**Exercise prompt:** Whenever the word "crate" appears in a line of the listing, copy that line.

**Source material:**
◆ ◆ ◆
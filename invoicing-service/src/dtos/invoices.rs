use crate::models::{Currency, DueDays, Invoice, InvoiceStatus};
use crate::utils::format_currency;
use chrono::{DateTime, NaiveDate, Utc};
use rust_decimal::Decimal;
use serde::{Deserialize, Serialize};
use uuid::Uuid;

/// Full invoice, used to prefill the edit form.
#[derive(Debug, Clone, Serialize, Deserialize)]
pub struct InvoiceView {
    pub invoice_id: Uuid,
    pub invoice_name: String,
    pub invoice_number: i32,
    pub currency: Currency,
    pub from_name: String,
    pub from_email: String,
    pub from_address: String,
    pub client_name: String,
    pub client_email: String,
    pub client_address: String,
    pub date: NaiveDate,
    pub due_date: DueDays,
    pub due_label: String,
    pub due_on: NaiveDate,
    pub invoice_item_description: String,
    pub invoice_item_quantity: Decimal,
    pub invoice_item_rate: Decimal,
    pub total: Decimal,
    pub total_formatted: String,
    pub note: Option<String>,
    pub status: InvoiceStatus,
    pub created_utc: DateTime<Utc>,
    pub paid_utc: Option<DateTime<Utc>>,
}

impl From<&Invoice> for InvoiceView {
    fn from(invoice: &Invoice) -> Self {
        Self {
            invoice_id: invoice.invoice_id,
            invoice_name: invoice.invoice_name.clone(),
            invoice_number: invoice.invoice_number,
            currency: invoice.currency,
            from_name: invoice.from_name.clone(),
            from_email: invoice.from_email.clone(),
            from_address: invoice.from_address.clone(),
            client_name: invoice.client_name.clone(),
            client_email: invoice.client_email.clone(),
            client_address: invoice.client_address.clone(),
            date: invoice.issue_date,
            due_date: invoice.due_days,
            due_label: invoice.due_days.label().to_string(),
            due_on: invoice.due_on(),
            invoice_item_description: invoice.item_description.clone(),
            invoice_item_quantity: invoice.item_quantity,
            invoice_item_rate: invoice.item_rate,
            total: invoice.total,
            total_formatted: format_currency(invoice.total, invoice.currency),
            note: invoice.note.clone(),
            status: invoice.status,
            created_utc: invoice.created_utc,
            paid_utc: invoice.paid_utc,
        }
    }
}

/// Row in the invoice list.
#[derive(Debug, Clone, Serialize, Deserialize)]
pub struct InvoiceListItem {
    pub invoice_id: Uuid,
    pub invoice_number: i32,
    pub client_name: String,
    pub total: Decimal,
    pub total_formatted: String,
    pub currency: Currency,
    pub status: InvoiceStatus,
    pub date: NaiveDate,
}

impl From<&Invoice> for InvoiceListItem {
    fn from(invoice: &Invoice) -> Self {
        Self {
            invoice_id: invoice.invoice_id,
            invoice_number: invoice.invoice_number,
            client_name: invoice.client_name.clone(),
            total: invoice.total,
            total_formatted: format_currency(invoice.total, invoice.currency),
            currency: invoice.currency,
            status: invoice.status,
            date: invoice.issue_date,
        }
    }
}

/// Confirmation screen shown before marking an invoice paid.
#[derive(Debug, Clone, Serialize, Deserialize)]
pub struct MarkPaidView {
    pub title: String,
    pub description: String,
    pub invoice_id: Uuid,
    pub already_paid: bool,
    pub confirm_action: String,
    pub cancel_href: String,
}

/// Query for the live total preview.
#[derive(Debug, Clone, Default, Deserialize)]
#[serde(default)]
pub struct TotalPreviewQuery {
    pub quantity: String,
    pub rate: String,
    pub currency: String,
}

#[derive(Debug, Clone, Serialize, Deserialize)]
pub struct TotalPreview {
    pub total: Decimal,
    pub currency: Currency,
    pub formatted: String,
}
◆ ◆ ◆
**Answer to the exercise:**
use crate::models::{Currency, DueDays, Invoice, InvoiceStatus};
use crate::utils::format_currency;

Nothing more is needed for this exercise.